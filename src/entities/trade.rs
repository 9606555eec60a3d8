//! A sized swap along a route.

use super::Route;
use crate::domain::{CurrencyAmount, Fraction, Percent, Price, Rounding, TradeType};
use crate::error::{AmmError, Result};
use crate::math::to_big;

/// A route plus a fixed amount on one side and the quoted amount on the
/// other.
///
/// Exact-input trades walk the route forwards quoting outputs; exact-output
/// trades walk it backwards quoting required inputs. Intermediate hops are
/// priced on wrapped tokens; the two ends keep the route's currencies, so
/// a native input stays native.
#[derive(Debug, Clone)]
pub struct Trade {
    route: Route,
    trade_type: TradeType,
    input_amount: CurrencyAmount,
    output_amount: CurrencyAmount,
    execution_price: Price,
    price_impact: Percent,
}

impl Trade {
    /// Sizes a trade.
    ///
    /// `amount` must be in the route's input currency for
    /// [`TradeType::ExactInput`] and in its output currency for
    /// [`TradeType::ExactOutput`].
    ///
    /// # Errors
    ///
    /// - [`AmmError::CurrencyMismatch`] if `amount` is on the wrong side.
    /// - Any quoting error from a hop ([`AmmError::InsufficientLiquidity`],
    ///   [`AmmError::ConvergenceFailure`], ...), surfaced unchanged.
    pub fn new(route: Route, amount: CurrencyAmount, trade_type: TradeType) -> Result<Self> {
        let (input_amount, output_amount) = match trade_type {
            TradeType::ExactInput => {
                if amount.currency() != route.input() {
                    return Err(AmmError::CurrencyMismatch(
                        "exact-input amount must be in the route input currency",
                    ));
                }
                let mut running = amount.wrapped();
                for pair in route.pairs() {
                    running = pair.quote_output_for_input(&running)?;
                }
                let output = running.with_currency(route.output());
                (amount, output)
            }
            TradeType::ExactOutput => {
                if amount.currency() != route.output() {
                    return Err(AmmError::CurrencyMismatch(
                        "exact-output amount must be in the route output currency",
                    ));
                }
                let mut running = amount.wrapped();
                for pair in route.pairs().iter().rev() {
                    running = pair.quote_input_for_output(&running)?;
                }
                let input = running.with_currency(route.input());
                (input, amount)
            }
        };

        let execution_price = Price::from_amounts(&input_amount, &output_amount)?;
        let price_impact = compute_price_impact(&route, &input_amount, &output_amount)?;

        tracing::debug!(
            %trade_type,
            input = %input_amount,
            output = %output_amount,
            impact = %price_impact,
            "trade sized"
        );

        Ok(Self {
            route,
            trade_type,
            input_amount,
            output_amount,
            execution_price,
            price_impact,
        })
    }

    /// Sizes a trade that sells exactly `amount_in`.
    ///
    /// # Errors
    ///
    /// See [`Trade::new`].
    pub fn exact_in(route: Route, amount_in: CurrencyAmount) -> Result<Self> {
        Self::new(route, amount_in, TradeType::ExactInput)
    }

    /// Sizes a trade that buys exactly `amount_out`.
    ///
    /// # Errors
    ///
    /// See [`Trade::new`].
    pub fn exact_out(route: Route, amount_out: CurrencyAmount) -> Result<Self> {
        Self::new(route, amount_out, TradeType::ExactOutput)
    }

    /// Returns the route.
    #[must_use]
    pub const fn route(&self) -> &Route {
        &self.route
    }

    /// Returns which side is fixed.
    #[must_use]
    pub const fn trade_type(&self) -> TradeType {
        self.trade_type
    }

    /// Returns the input amount, in the route input currency.
    pub const fn input_amount(&self) -> &CurrencyAmount {
        &self.input_amount
    }

    /// Returns the output amount, in the route output currency.
    pub const fn output_amount(&self) -> &CurrencyAmount {
        &self.output_amount
    }

    /// Average price paid: output per input.
    #[must_use]
    pub const fn execution_price(&self) -> &Price {
        &self.execution_price
    }

    /// How far the execution price falls short of the route mid price.
    #[must_use]
    pub const fn price_impact(&self) -> &Percent {
        &self.price_impact
    }

    /// The least output the trade may deliver under `slippage`.
    ///
    /// Exact-input trades scale the quoted output by `1 − slippage`,
    /// rounding down; exact-output trades return the fixed output.
    ///
    /// # Errors
    ///
    /// - [`AmmError::InvalidSlippage`] if `slippage` exceeds 100%.
    /// - [`AmmError::Overflow`] from scaling.
    pub fn minimum_amount_out(&self, slippage: &Percent) -> Result<CurrencyAmount> {
        check_slippage(slippage)?;
        match self.trade_type {
            TradeType::ExactOutput => Ok(self.output_amount.clone()),
            TradeType::ExactInput => {
                let keep = Fraction::one().sub(slippage.as_fraction())?;
                self.output_amount.multiply(&keep, Rounding::Down)
            }
        }
    }

    /// The most input the trade may consume under `slippage`.
    ///
    /// Exact-output trades scale the quoted input by `1 + slippage`,
    /// rounding up; exact-input trades return the fixed input.
    ///
    /// # Errors
    ///
    /// - [`AmmError::InvalidSlippage`] if `slippage` exceeds 100%.
    /// - [`AmmError::Overflow`] if the bound exceeds 256 bits.
    pub fn maximum_amount_in(&self, slippage: &Percent) -> Result<CurrencyAmount> {
        check_slippage(slippage)?;
        match self.trade_type {
            TradeType::ExactInput => Ok(self.input_amount.clone()),
            TradeType::ExactOutput => {
                let allow = Fraction::one().add(slippage.as_fraction());
                self.input_amount.multiply(&allow, Rounding::Up)
            }
        }
    }

    /// The price of the worst fill allowed under `slippage`.
    ///
    /// # Errors
    ///
    /// Propagates errors from [`Trade::minimum_amount_out`] and
    /// [`Trade::maximum_amount_in`].
    pub fn worst_execution_price(&self, slippage: &Percent) -> Result<Price> {
        Price::from_amounts(
            &self.maximum_amount_in(slippage)?,
            &self.minimum_amount_out(slippage)?,
        )
    }
}

fn check_slippage(slippage: &Percent) -> Result<()> {
    if slippage.exceeds_whole() {
        return Err(AmmError::InvalidSlippage("slippage tolerance above 100%"));
    }
    Ok(())
}

/// `(mid_quote − output) / mid_quote`, floored at zero.
fn compute_price_impact(
    route: &Route,
    input: &CurrencyAmount,
    output: &CurrencyAmount,
) -> Result<Percent> {
    let quoted = route.mid_price()?.quote(input)?;
    if quoted.is_zero() || output.raw() >= quoted.raw() {
        return Ok(Percent::zero());
    }
    let shortfall = to_big(quoted.raw()) - to_big(output.raw());
    Ok(Percent::from_fraction(Fraction::new(
        shortfall,
        to_big(quoted.raw()),
    )?))
}
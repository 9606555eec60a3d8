//! Value types shared by every layer of the SDK.
//!
//! Tokens and currencies, exact amounts, rational prices and percentages,
//! curve identifiers and the directed reserve view the curves price
//! against. Amounts are `uint256` like the contracts; prices and
//! percentages are unbounded fractions.

mod currency;
mod currency_amount;
mod curve_id;
mod fraction;
mod percent;
mod price;
mod reserves;
mod rounding;
mod token;
mod trade_type;

pub use currency::{Currency, NativeCurrency};
pub use currency_amount::CurrencyAmount;
pub use curve_id::CurveId;
pub use fraction::Fraction;
pub use percent::Percent;
pub use price::Price;
pub use reserves::DirectedReserves;
pub use rounding::Rounding;
pub use token::Token;
pub use trade_type::TradeType;
//! Explicit rounding direction for integer division.

/// Rounding direction for every division the SDK performs.
///
/// Quotes never round implicitly: outputs use [`Rounding::Down`] and
/// required inputs use [`Rounding::Up`], so a quote can never promise more
/// than the pool delivers.
///
/// ```
/// use multicurve_sdk::domain::Rounding;
///
/// assert!(Rounding::Up.is_up());
/// assert_eq!(Rounding::Down.opposite(), Rounding::Up);
/// ```
#[derive(Debug, Clone, Copy, PartialEq, Eq, Hash)]
pub enum Rounding {
    /// Round towards positive infinity (ceiling).
    Up,
    /// Round towards zero (floor).
    Down,
}

impl Rounding {
    /// Returns `true` if this is [`Rounding::Up`].
    #[must_use]
    pub const fn is_up(&self) -> bool {
        matches!(self, Self::Up)
    }

    /// Returns `true` if this is [`Rounding::Down`].
    #[must_use]
    pub const fn is_down(&self) -> bool {
        matches!(self, Self::Down)
    }

    /// Returns the other direction.
    #[must_use]
    pub const fn opposite(&self) -> Self {
        match self {
            Self::Up => Self::Down,
            Self::Down => Self::Up,
        }
    }
}
//! Order edit classification
//!
//! Compares the items of an order as last read from the store with the items
//! submitted from the editor and decides what to insert, update, and delete.
//! Only lines whose quantity or price actually changed produce an update and
//! an audit line.

use std::collections::{HashMap, HashSet};

use rust_decimal::Decimal;
use serde::{Deserialize, Serialize};
use uuid::Uuid;

use crate::error::ModelError;
use crate::models::{
    add_line, line_total, EditedOrderItem, ItemChange, ItemChangeKind, ItemRef, NewOrderItem, OrderItem,
    OrderItemUpdate,
};

/// A new line, remembered with the temporary id it had in the editor
#[derive(Debug, Clone, PartialEq, Eq, Serialize, Deserialize)]
pub struct PendingInsert {
    pub temp_id: String,
    pub item: NewOrderItem,
}

/// Mutations and audit lines for one edit
#[derive(Debug, Clone, Default, PartialEq, Eq, Serialize, Deserialize)]
pub struct OrderEditPlan {
    pub to_insert: Vec<PendingInsert>,
    pub to_update: Vec<OrderItemUpdate>,
    pub to_delete: Vec<Uuid>,
    pub unchanged: Vec<Uuid>,
    /// Editor ids that matched nothing and were skipped
    pub orphaned: Vec<String>,
    /// Modified lines first, then removed lines. Added lines are recorded
    /// once the store has assigned their ids, see [`OrderEditPlan::added_changes`].
    pub changes: Vec<ItemChange>,
    /// Aggregates the order will have if every mutation succeeds
    pub projected_quantity: i32,
    pub projected_value: Decimal,
}

impl OrderEditPlan {
    pub fn is_noop(&self) -> bool {
        self.to_insert.is_empty() && self.to_update.is_empty() && self.to_delete.is_empty()
    }

    pub fn new_items(&self) -> Vec<NewOrderItem> {
        self.to_insert.iter().map(|p| p.item.clone()).collect()
    }

    /// Audit lines for inserted items.
    ///
    /// Stored rows are matched back to pending inserts on product name and
    /// order id, each stored row used at most once. A pending insert with no
    /// stored counterpart still gets an audit line, without an item id.
    pub fn added_changes(&self, inserted: &[OrderItem]) -> Vec<ItemChange> {
        let mut used = HashSet::new();
        self.to_insert
            .iter()
            .map(|pending| {
                let stored = inserted.iter().find(|row| {
                    !used.contains(&row.id)
                        && row.order_id == pending.item.order_id
                        && row.product_name == pending.item.product_name
                });
                if let Some(row) = stored {
                    used.insert(row.id);
                }
                ItemChange {
                    change: ItemChangeKind::Added,
                    order_item_id: stored.map(|row| row.id),
                    product_name: pending.item.product_name.clone(),
                    previous_quantity: 0,
                    new_quantity: pending.item.quantity,
                    previous_price: Decimal::ZERO,
                    new_price: pending.item.price,
                }
            })
            .collect()
    }
}

/// Classify every edited and original line of `order_id`.
///
/// Fails only when a line total or the projected aggregates overflow.
pub fn plan_order_edit(
    order_id: Uuid,
    original: &[OrderItem],
    edited: &[EditedOrderItem],
) -> Result<OrderEditPlan, ModelError> {
    let originals: HashMap<Uuid, &OrderItem> = original.iter().map(|i| (i.id, i)).collect();
    let mut plan = OrderEditPlan::default();
    let mut kept: HashSet<Uuid> = HashSet::new();

    for item in edited {
        match &item.id {
            ItemRef::Temporary(temp_id) => {
                let total = line_total(item.price, item.quantity)?;
                (plan.projected_quantity, plan.projected_value) = add_line(
                    plan.projected_quantity,
                    plan.projected_value,
                    item.price,
                    item.quantity,
                )?;
                plan.to_insert.push(PendingInsert {
                    temp_id: temp_id.clone(),
                    item: NewOrderItem {
                        order_id,
                        stock_item_id: item.stock_item_id,
                        product_name: item.product_name.clone(),
                        code: item.code.clone(),
                        price: item.price,
                        quantity: item.quantity,
                        total,
                    },
                });
            }
            ItemRef::Persisted(id) => {
                let Some(before) = originals.get(id) else {
                    plan.orphaned.push(id.to_string());
                    continue;
                };
                if !kept.insert(*id) {
                    // Same line submitted twice; the first copy stands.
                    plan.orphaned.push(id.to_string());
                    continue;
                }
                (plan.projected_quantity, plan.projected_value) = add_line(
                    plan.projected_quantity,
                    plan.projected_value,
                    item.price,
                    item.quantity,
                )?;
                if before.quantity == item.quantity && before.price == item.price {
                    plan.unchanged.push(*id);
                    continue;
                }
                plan.to_update.push(OrderItemUpdate {
                    id: *id,
                    quantity: item.quantity,
                    price: item.price,
                    total: line_total(item.price, item.quantity)?,
                });
                plan.changes.push(ItemChange {
                    change: ItemChangeKind::Modified,
                    order_item_id: Some(*id),
                    product_name: before.product_name.clone(),
                    previous_quantity: before.quantity,
                    new_quantity: item.quantity,
                    previous_price: before.price,
                    new_price: item.price,
                });
            }
            ItemRef::Unrecognized(raw) => plan.orphaned.push(raw.clone()),
        }
    }

    for before in original {
        if kept.contains(&before.id) {
            continue;
        }
        plan.to_delete.push(before.id);
        plan.changes.push(ItemChange {
            change: ItemChangeKind::Removed,
            order_item_id: Some(before.id),
            product_name: before.product_name.clone(),
            previous_quantity: before.quantity,
            new_quantity: 0,
            previous_price: before.price,
            new_price: Decimal::ZERO,
        });
    }

    Ok(plan)
}
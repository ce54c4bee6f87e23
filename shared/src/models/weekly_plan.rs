//! Weekly plan models

use chrono::{DateTime, NaiveDate, Utc};
use serde::{Deserialize, Serialize};
use uuid::Uuid;

/// One (week, store, stock code) inventory and order-quantity row.
///
/// Rows are written by a batch upload and only ever replaced as a whole batch.
/// The store is carried by name; resolving it to an id is the joiner's job.
#[derive(Debug, Clone, PartialEq, Eq, Serialize, Deserialize)]
pub struct WeeklyPlanLine {
    pub id: Uuid,
    pub reference: String,
    pub store_name: String,
    pub stock_code: String,
    pub category: Option<String>,
    pub description: Option<String>,
    pub size: Option<String>,
    pub qty_on_hand: i32,
    pub qty_in_transit: i32,
    pub qty_sold: i32,
    pub order_qty: i32,
    pub regional_add_qty: i32,
}

impl WeeklyPlanLine {
    /// Quantity that will be sent: planned order plus regional top-up
    pub fn planned_qty(&self) -> i32 {
        self.order_qty + self.regional_add_qty
    }
}

/// Metadata for one uploaded week
#[derive(Debug, Clone, PartialEq, Eq, Serialize, Deserialize)]
pub struct WeekSelection {
    pub id: Uuid,
    pub reference: String,
    pub label: Option<String>,
    pub week_start: Option<NaiveDate>,
    pub week_end: Option<NaiveDate>,
    pub is_active: bool,
    pub uploaded_by: Option<String>,
    pub created_at: DateTime<Utc>,
}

########

- [TASK DETAILS]
Search the material above for the string "OrderEditPlan". Show every line that holds it.

- [ANSWER TO THIS TASK]
pub struct OrderEditPlan {
    /// once the store has assigned their ids, see [`OrderEditPlan::added_changes`].
impl OrderEditPlan {
) -> Result<OrderEditPlan, ModelError> {
    let mut plan = OrderEditPlan::default();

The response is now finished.